Winning Bizness Desk
Mumbai. The government and the Reserve Bank of India (RBI) are going to give people two new opportunities to invest in Sovereign Gold Bonds (SGB) in this financial year 2023-24. The first chance to invest would be from June 19 to June 23 and the second chance would be from September 11 to September 15. This means that people can buy these special bonds during these special periods to invest in gold. Gold bonds can be purchased by various types of people or organizations such as trusts, HUFs (Hindu Undivided Families), charitable institutions, universities, or individuals resident in India. They can buy bonds for themselves, on behalf of the child, or together with others.
Need to fill up a form
If someone wants to buy gold bonds, they have to go to the receiving office and fill up a form (called Form 'A') or a similar form. In the form, they have to tell how many grams of gold they want to buy, their full name and address. They also have to provide certain documents and information sought in the instructions of the form. They will also have to provide their PAN along with the application. Gold Bonds are issued by certain banks (except Small Finance Banks, Payment Banks and Regional Rural Banks), Stock Holding Corporation of India Limited (SHCIL), Clearing Corporation of India Limited (CCIL), Post Offices and recognized stock exchanges like National Stock Exchange of India Ltd. and will be sold by the Bombay Stock Exchange Ltd.
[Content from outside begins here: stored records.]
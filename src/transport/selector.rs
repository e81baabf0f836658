//! The fallback download loop.

use crate::transport::methods::{default_methods, TransportMethod};
use crate::transport::outcome::{AttemptOutcome, DownloadAttempt, FetchError, FetchOutcome};
use std::path::Path;
use std::time::Duration;

/// Options controlling a [`fetch`] call.
#[derive(Debug, Clone)]
pub struct FetchOptions {
    /// Ceiling for each individual download attempt.
    ///
    /// Default: 5 minutes.
    pub timeout: Duration,
}

impl Default for FetchOptions {
    fn default() -> Self {
        Self {
            timeout: Duration::from_secs(300),
        }
    }
}

/// Check whether a usable payload already exists at `path`.
///
/// "Usable" means a regular, non-empty file; an empty file is treated as a
/// leftover from an interrupted run and fetched again.
pub fn payload_is_present(path: &Path) -> bool {
    std::fs::metadata(path)
        .map(|m| m.is_file() && m.len() > 0)
        .unwrap_or(false)
}

/// Download `url` to `dest`, trying each registered method in order.
///
/// The selection policy:
///
/// 1. If `dest` already holds a non-empty payload, return
///    [`FetchOutcome::AlreadyPresent`] without touching any method.
/// 2. A method whose availability check fails is skipped; that is not a
///    failed attempt.
/// 3. The first successful method wins; later methods are never invoked.
/// 4. A failed attempt removes any partial file at `dest`, then the next
///    method is tried.
///
/// When every method fails or is unavailable,
/// [`FetchError::AllMethodsExhausted`] carries the per-method outcomes for
/// diagnostic display.
pub async fn fetch(
    url: &str,
    dest: &Path,
    options: &FetchOptions,
) -> Result<FetchOutcome, FetchError> {
    fetch_with_methods(&default_methods(), url, dest, options).await
}

pub(crate) async fn fetch_with_methods(
    methods: &[Box<dyn TransportMethod>],
    url: &str,
    dest: &Path,
    options: &FetchOptions,
) -> Result<FetchOutcome, FetchError> {
    if payload_is_present(dest) {
        tracing::info!(path = %dest.display(), "payload already present, skipping download");
        return Ok(FetchOutcome::AlreadyPresent);
    }

    let mut attempts = Vec::with_capacity(methods.len());

    for method in methods {
        let kind = method.kind();

        if !method.is_available() {
            tracing::debug!(method = kind.display_name(), "transport unavailable, skipping");
            attempts.push(DownloadAttempt {
                method: kind,
                outcome: AttemptOutcome::Unavailable,
            });
            continue;
        }

        tracing::info!(method = kind.display_name(), url, "attempting download");
        match method.execute(url, dest, options.timeout).await {
            Ok(()) => {
                tracing::info!(method = kind.display_name(), "download succeeded");
                return Ok(FetchOutcome::Downloaded { method: kind });
            }
            Err(e) => {
                tracing::warn!(method = kind.display_name(), error = %e, "download attempt failed");
                discard_partial(dest).await;
                attempts.push(DownloadAttempt {
                    method: kind,
                    outcome: AttemptOutcome::Failed(e),
                });
            }
        }
    }

    Err(FetchError::AllMethodsExhausted { attempts })
}

/// Remove whatever a failed attempt left at `dest`.
async fn discard_partial(dest: &Path) {
    if tokio::fs::remove_file(dest).await.is_ok() {
        tracing::debug!(path = %dest.display(), "removed partial download");
    }
}

#[cfg(test)]
mod tests {
    use super::*;
    use crate::transport::outcome::TransportError;
    use crate::TransportKind;
    use async_trait::async_trait;
    use std::path::PathBuf;
    use std::sync::atomic::{AtomicUsize, Ordering};
    use std::sync::Arc;

    enum StubBehavior {
        Succeed,
        Fail,
        FailLeavingPartial,
    }

    struct StubTransport {
        kind: TransportKind,
        available: bool,
        behavior: StubBehavior,
        calls: Arc<AtomicUsize>,
    }

    impl StubTransport {
        fn new(kind: TransportKind, available: bool, behavior: StubBehavior) -> (Box<Self>, Arc<AtomicUsize>) {
            let calls = Arc::new(AtomicUsize::new(0));
            let stub = Box::new(Self {
                kind,
                available,
                behavior,
                calls: calls.clone(),
            });
            (stub, calls)
        }
    }

    #[async_trait]
    impl TransportMethod for StubTransport {
        fn kind(&self) -> TransportKind {
            self.kind
        }

        fn is_available(&self) -> bool {
            self.available
        }

        async fn execute(
            &self,
            _url: &str,
            dest: &Path,
            _ceiling: Duration,
        ) -> Result<(), TransportError> {
            self.calls.fetch_add(1, Ordering::SeqCst);
            match self.behavior {
                StubBehavior::Succeed => {
                    std::fs::write(dest, b"payload").unwrap();
                    Ok(())
                }
                StubBehavior::Fail => Err(TransportError::Request("stub failure".into())),
                StubBehavior::FailLeavingPartial => {
                    std::fs::write(dest, b"trunc").unwrap();
                    Err(TransportError::Request("stub failure".into()))
                }
            }
        }
    }

    fn temp_dest() -> (tempfile::TempDir, PathBuf) {
        let dir = tempfile::tempdir().unwrap();
        let dest = dir.path().join("installer.py");
        (dir, dest)
    }

    #[tokio::test]
    async fn test_first_success_stops_iteration() {
        let (_dir, dest) = temp_dest();
        let (a, a_calls) = StubTransport::new(TransportKind::HttpClient, true, StubBehavior::Fail);
        let (b, b_calls) = StubTransport::new(TransportKind::Curl, true, StubBehavior::Succeed);
        let (c, c_calls) =
            StubTransport::new(TransportKind::RuntimeFetch, true, StubBehavior::Succeed);
        let methods: Vec<Box<dyn TransportMethod>> = vec![a, b, c];

        let outcome = fetch_with_methods(&methods, "https://x", &dest, &FetchOptions::default())
            .await
            .unwrap();

        assert_eq!(
            outcome,
            FetchOutcome::Downloaded {
                method: TransportKind::Curl
            }
        );
        assert_eq!(a_calls.load(Ordering::SeqCst), 1);
        assert_eq!(b_calls.load(Ordering::SeqCst), 1);
        // No wasted attempts after the first success
        assert_eq!(c_calls.load(Ordering::SeqCst), 0);
        assert!(payload_is_present(&dest));
    }

    #[tokio::test]
    async fn test_unavailable_methods_are_skipped_not_failed() {
        let (_dir, dest) = temp_dest();
        let (a, a_calls) = StubTransport::new(TransportKind::HttpClient, false, StubBehavior::Fail);
        let (b, _) = StubTransport::new(TransportKind::Curl, false, StubBehavior::Fail);
        let methods: Vec<Box<dyn TransportMethod>> = vec![a, b];

        let err = fetch_with_methods(&methods, "https://x", &dest, &FetchOptions::default())
            .await
            .unwrap_err();

        // execute never ran for an unavailable method
        assert_eq!(a_calls.load(Ordering::SeqCst), 0);
        let FetchError::AllMethodsExhausted { attempts } = err;
        assert_eq!(attempts.len(), 2);
        assert!(attempts
            .iter()
            .all(|a| matches!(a.outcome, AttemptOutcome::Unavailable)));
    }

    #[tokio::test]
    async fn test_exhaustion_records_every_failure() {
        let (_dir, dest) = temp_dest();
        let (a, _) = StubTransport::new(TransportKind::HttpClient, true, StubBehavior::Fail);
        let (b, _) = StubTransport::new(TransportKind::SystemTransfer, false, StubBehavior::Fail);
        let (c, _) = StubTransport::new(TransportKind::Curl, true, StubBehavior::Fail);
        let methods: Vec<Box<dyn TransportMethod>> = vec![a, b, c];

        let err = fetch_with_methods(&methods, "https://x", &dest, &FetchOptions::default())
            .await
            .unwrap_err();

        let FetchError::AllMethodsExhausted { attempts } = err;
        assert_eq!(attempts.len(), 3);
        assert!(matches!(attempts[0].outcome, AttemptOutcome::Failed(_)));
        assert!(matches!(attempts[1].outcome, AttemptOutcome::Unavailable));
        assert!(matches!(attempts[2].outcome, AttemptOutcome::Failed(_)));
    }

    #[tokio::test]
    async fn test_existing_payload_skips_every_method() {
        let (_dir, dest) = temp_dest();
        std::fs::write(&dest, b"already here").unwrap();

        let (a, a_calls) =
            StubTransport::new(TransportKind::HttpClient, true, StubBehavior::Succeed);
        let methods: Vec<Box<dyn TransportMethod>> = vec![a];

        let outcome = fetch_with_methods(&methods, "https://x", &dest, &FetchOptions::default())
            .await
            .unwrap();

        assert_eq!(outcome, FetchOutcome::AlreadyPresent);
        assert_eq!(a_calls.load(Ordering::SeqCst), 0);
    }

    #[tokio::test]
    async fn test_empty_file_does_not_count_as_present() {
        let (_dir, dest) = temp_dest();
        std::fs::write(&dest, b"").unwrap();

        let (a, a_calls) =
            StubTransport::new(TransportKind::HttpClient, true, StubBehavior::Succeed);
        let methods: Vec<Box<dyn TransportMethod>> = vec![a];

        let outcome = fetch_with_methods(&methods, "https://x", &dest, &FetchOptions::default())
            .await
            .unwrap();

        assert_eq!(
            outcome,
            FetchOutcome::Downloaded {
                method: TransportKind::HttpClient
            }
        );
        assert_eq!(a_calls.load(Ordering::SeqCst), 1);
    }

    #[tokio::test]
    async fn test_failed_attempt_discards_partial_file() {
        let (_dir, dest) = temp_dest();
        let (a, _) = StubTransport::new(
            TransportKind::HttpClient,
            true,
            StubBehavior::FailLeavingPartial,
        );
        let methods: Vec<Box<dyn TransportMethod>> = vec![a];

        let result =
            fetch_with_methods(&methods, "https://x", &dest, &FetchOptions::default()).await;

        assert!(result.is_err());
        assert!(!dest.exists());
    }

    #[test]
    fn test_payload_is_present_semantics() {
        let dir = tempfile::tempdir().unwrap();

        let missing = dir.path().join("missing");
        assert!(!payload_is_present(&missing));

        let empty = dir.path().join("empty");
        std::fs::write(&empty, b"").unwrap();
        assert!(!payload_is_present(&empty));

        let full = dir.path().join("full");
        std::fs::write(&full, b"#!/usr/bin/env python3\n").unwrap();
        assert!(payload_is_present(&full));

        // A directory is never a payload
        assert!(!payload_is_present(dir.path()));
    }
}
//! Async runtime version query with timeout.

use crate::ProbeError;
use std::path::Path;
use std::time::Duration;
use tokio::process::Command;
use tokio::time::timeout;

/// Query the version of the runtime interpreter.
///
/// Runs the interpreter with `--version` and captures its output. The
/// execution is wrapped in the configured timeout so a stuck interpreter
/// cannot hang the bootstrap.
///
/// Returns the version output (stdout preferred, stderr fallback), or a
/// [`ProbeError`] on failure:
/// - `Timeout` if the command exceeds the ceiling
/// - `PermissionDenied` if the executable cannot be run due to permissions
/// - `IoError` for other I/O failures or non-zero exit codes
/// - `OutputUnreadable` if the output is not valid UTF-8
pub(crate) async fn check_version(path: &Path, ceiling: Duration) -> Result<String, ProbeError> {
    let mut command = Command::new(path);
    command.arg("--version").kill_on_drop(true);

    let output = timeout(ceiling, command.output())
        .await
        .map_err(|_| ProbeError::Timeout)?
        .map_err(|e| {
            if e.kind() == std::io::ErrorKind::PermissionDenied {
                ProbeError::PermissionDenied
            } else {
                ProbeError::IoError
            }
        })?;

    if !output.status.success() {
        return Err(ProbeError::IoError);
    }

    // Older interpreters print the version banner to stderr
    let out = if !output.stdout.is_empty() {
        output.stdout
    } else {
        output.stderr
    };

    String::from_utf8(out).map_err(|_| ProbeError::OutputUnreadable)
}
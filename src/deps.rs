//! Dependency manifest installation.
//!
//! The payload may ship a `requirements.txt` next to itself. When one is
//! present in the install root, the bootstrap installs it through the
//! interpreter's package manager before handing off; otherwise dependency
//! resolution is the payload's own job and this step is a no-op.

use crate::config::BootstrapConfig;
use std::path::Path;
use std::time::Duration;
use thiserror::Error;
use tokio::process::Command;
use tokio::time::timeout;

/// Errors from manifest-based dependency installation.
#[derive(Debug, Error)]
#[non_exhaustive]
pub enum DepsError {
    /// The interpreter could not be launched for `pip`.
    #[error("failed to launch {}: {reason}", .runtime.display())]
    Spawn {
        /// Interpreter that was being launched.
        runtime: std::path::PathBuf,
        /// Description of the launch failure.
        reason: String,
    },

    /// `pip install` ran but exited non-zero.
    #[error("dependency installation exited with code {exit_code:?}")]
    InstallFailed {
        /// Exit code, if the process was not killed by a signal.
        exit_code: Option<i32>,
        /// Trimmed standard error output.
        stderr: String,
    },

    /// Installation did not finish within the configured ceiling.
    #[error("dependency installation timed out after {0:?}")]
    Timeout(Duration),
}

/// Install the dependency manifest, when one exists in the install root.
///
/// Runs `<runtime> -m pip install -r requirements.txt` bounded by the
/// download timeout. Returns `Ok(true)` when a manifest was installed,
/// `Ok(false)` when there was no manifest to install.
pub async fn install_dependencies(
    runtime: &Path,
    config: &BootstrapConfig,
) -> Result<bool, DepsError> {
    let manifest = config.manifest_path();
    if !manifest.is_file() {
        tracing::debug!(path = %manifest.display(), "no dependency manifest, skipping");
        return Ok(false);
    }

    tracing::info!(path = %manifest.display(), "installing dependency manifest");

    let mut command = Command::new(runtime);
    command
        .arg("-m")
        .arg("pip")
        .arg("install")
        .arg("-r")
        .arg(&manifest)
        .current_dir(&config.install_root)
        .kill_on_drop(true);

    let output = timeout(config.download_timeout, command.output())
        .await
        .map_err(|_| DepsError::Timeout(config.download_timeout))?
        .map_err(|e| DepsError::Spawn {
            runtime: runtime.to_path_buf(),
            reason: e.to_string(),
        })?;

    if !output.status.success() {
        return Err(DepsError::InstallFailed {
            exit_code: output.status.code(),
            stderr: String::from_utf8_lossy(&output.stderr).trim().to_string(),
        });
    }

    Ok(true)
}
//! Attempt records and error types for the transport selector.

use crate::TransportKind;
use std::fmt;
use std::path::PathBuf;
use std::time::Duration;
use thiserror::Error;

/// Failure of a single download mechanism.
///
/// A `TransportError` is recovered locally by falling through to the next
/// method; it only reaches the caller inside
/// [`FetchError::AllMethodsExhausted`].
#[derive(Debug, Error)]
#[non_exhaustive]
pub enum TransportError {
    /// The HTTP request could not be sent or its body could not be read.
    #[error("request failed: {0}")]
    Request(String),

    /// The server answered with a non-success status.
    #[error("server returned HTTP {status}")]
    HttpStatus {
        /// Status code from the response.
        status: u16,
    },

    /// The external tool could not be launched.
    #[error("failed to launch {tool}: {reason}")]
    Spawn {
        /// Tool that was being launched.
        tool: &'static str,
        /// Description of the launch failure.
        reason: String,
    },

    /// The external tool ran but exited non-zero.
    #[error("{tool} exited with code {exit_code:?}: {stderr}")]
    ToolFailed {
        /// Tool that failed.
        tool: &'static str,
        /// Exit code, if the tool was not killed by a signal.
        exit_code: Option<i32>,
        /// Trimmed standard error output.
        stderr: String,
    },

    /// The attempt did not finish within the configured ceiling.
    #[error("download timed out after {0:?}")]
    Timeout(Duration),

    /// Writing the downloaded bytes to disk failed.
    #[error("I/O error writing {path}: {reason}")]
    Io {
        /// Destination being written.
        path: PathBuf,
        /// Description of the I/O failure.
        reason: String,
    },
}

/// Outcome of one download attempt.
#[derive(Debug)]
pub enum AttemptOutcome {
    /// The method downloaded the payload.
    Success,

    /// The method's underlying tool is absent on this host.
    ///
    /// Not counted as a failure; the method was skipped, not tried.
    Unavailable,

    /// The method was tried and failed.
    Failed(TransportError),
}

impl fmt::Display for AttemptOutcome {
    fn fmt(&self, f: &mut fmt::Formatter<'_>) -> fmt::Result {
        match self {
            Self::Success => write!(f, "succeeded"),
            Self::Unavailable => write!(f, "not available on this system"),
            Self::Failed(e) => write!(f, "failed: {e}"),
        }
    }
}

/// Transient per-method record, retained only for diagnostic display.
#[derive(Debug)]
pub struct DownloadAttempt {
    /// The method that was considered.
    pub method: TransportKind,

    /// What happened when it was considered.
    pub outcome: AttemptOutcome,
}

impl fmt::Display for DownloadAttempt {
    fn fmt(&self, f: &mut fmt::Formatter<'_>) -> fmt::Result {
        write!(f, "{}: {}", self.method.display_name(), self.outcome)
    }
}

/// Terminal failure of the transport selector.
#[derive(Debug, Error)]
#[non_exhaustive]
pub enum FetchError {
    /// Every registered method failed or was unavailable.
    #[error("every download method failed or was unavailable")]
    AllMethodsExhausted {
        /// Per-method outcomes, in the order they were considered.
        attempts: Vec<DownloadAttempt>,
    },
}

impl FetchError {
    /// Per-method outcomes for diagnostic display.
    pub fn attempts(&self) -> &[DownloadAttempt] {
        match self {
            Self::AllMethodsExhausted { attempts } => attempts,
        }
    }
}

/// Result of a successful [`fetch`](crate::fetch) call.
#[derive(Debug, Clone, Copy, PartialEq, Eq)]
pub enum FetchOutcome {
    /// The destination already held a non-empty payload; nothing was tried.
    AlreadyPresent,

    /// The payload was downloaded by the given method.
    Downloaded {
        /// Method that succeeded.
        method: TransportKind,
    },
}

#[cfg(test)]
mod tests {
    use super::*;

    #[test]
    fn test_attempt_outcome_display() {
        assert_eq!(AttemptOutcome::Success.to_string(), "succeeded");
        assert_eq!(
            AttemptOutcome::Unavailable.to_string(),
            "not available on this system"
        );
        let failed = AttemptOutcome::Failed(TransportError::HttpStatus { status: 503 });
        assert_eq!(failed.to_string(), "failed: server returned HTTP 503");
    }

    #[test]
    fn test_download_attempt_display_names_the_method() {
        let attempt = DownloadAttempt {
            method: TransportKind::Curl,
            outcome: AttemptOutcome::Unavailable,
        };
        assert_eq!(attempt.to_string(), "curl: not available on this system");
    }

    #[test]
    fn test_transport_error_display() {
        let err = TransportError::ToolFailed {
            tool: "curl",
            exit_code: Some(22),
            stderr: "The requested URL returned error: 404".to_string(),
        };
        let msg = err.to_string();
        assert!(msg.contains("curl"));
        assert!(msg.contains("22"));

        let err = TransportError::Timeout(Duration::from_secs(300));
        assert!(err.to_string().contains("timed out"));
    }

    #[test]
    fn test_fetch_error_exposes_attempts() {
        let err = FetchError::AllMethodsExhausted {
            attempts: vec![
                DownloadAttempt {
                    method: TransportKind::HttpClient,
                    outcome: AttemptOutcome::Failed(TransportError::Request("dns".into())),
                },
                DownloadAttempt {
                    method: TransportKind::Curl,
                    outcome: AttemptOutcome::Unavailable,
                },
            ],
        };
        assert_eq!(err.attempts().len(), 2);
        assert!(err.to_string().contains("every download method"));
    }
}
//! GUI toolkit availability check.

use std::path::Path;
use std::process::Stdio;
use std::time::Duration;
use tokio::process::Command;
use tokio::time::timeout;

/// Module whose importability decides GUI capability.
const GUI_MODULE: &str = "tkinter";

/// Check whether the GUI toolkit module loads under the given interpreter.
///
/// Spawns a throwaway subprocess that does nothing but import the module;
/// a zero exit means the toolkit is present and linkable. Any failure
/// (missing module, crash, timeout, spawn error) reads as "not capable",
/// never as an error, since the bootstrap degrades to command-line mode.
pub(crate) async fn check_gui_module(runtime: &Path, ceiling: Duration) -> bool {
    let mut command = Command::new(runtime);
    command
        .arg("-c")
        .arg(format!("import {GUI_MODULE}"))
        .stdout(Stdio::null())
        .stderr(Stdio::null())
        .kill_on_drop(true);

    matches!(
        timeout(ceiling, command.status()).await,
        Ok(Ok(status)) if status.success()
    )
}

#[cfg(test)]
mod tests {
    use super::*;
    use std::path::PathBuf;

    const TEST_TIMEOUT: Duration = Duration::from_secs(5);

    #[tokio::test]
    async fn test_gui_check_nonexistent_interpreter_is_not_capable() {
        let path = PathBuf::from("/nonexistent/path/to/interpreter");
        assert!(!check_gui_module(&path, TEST_TIMEOUT).await);
    }

    #[cfg(unix)]
    #[tokio::test]
    async fn test_gui_check_trusts_zero_exit() {
        let fake = write_fake_interpreter("exit 0");
        assert!(check_gui_module(&fake, TEST_TIMEOUT).await);
    }

    #[cfg(unix)]
    #[tokio::test]
    async fn test_gui_check_trusts_nonzero_exit() {
        let fake = write_fake_interpreter("exit 1");
        assert!(!check_gui_module(&fake, TEST_TIMEOUT).await);
    }

    /// Stand-in interpreter that ignores its arguments and exits as told.
    #[cfg(unix)]
    fn write_fake_interpreter(body: &str) -> tempfile::TempPath {
        use std::io::Write;
        use std::os::unix::fs::PermissionsExt;

        let mut file = tempfile::NamedTempFile::new().unwrap();
        writeln!(file, "#!/bin/sh\n{body}").unwrap();
        let path = file.into_temp_path();
        let mut perms = std::fs::metadata(&path).unwrap().permissions();
        perms.set_mode(0o755);
        std::fs::set_permissions(&path, perms).unwrap();
        path
    }
}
Investors will get taxable interest
If someone buys gold bonds, they will get interest on the money invested. The interest rate has been fixed at 2.50 per cent per annum. They will be paid interest twice a year. The final payment of interest along with the principal amount invested by them will be made on maturity or maturity of the bond. The interest you earn from gold bonds is taxed as per the Income Tax Act of 1961. However, if you sell the bond and make a profit, you do not have to pay capital gains tax on it. This means that any extra money you make when you sell the bond is not taxed.
Can be transferred from one person to another
If you hold the bond for a long time and then sell it, you can also get some benefit to adjust the tax based on inflation, which can help in reducing the tax amount. Gold bonds that are issued in the form of stock certificates can also be transferred from one person to another. This transfer is done by filling a special document called “Instrument of Transfer” in a specific format called Form “F”.It's like when you want to give a bond to someone else, you have to fill out a paper that says you're transferring it to them. This helps ensure that the transfer is recorded and legally recognized.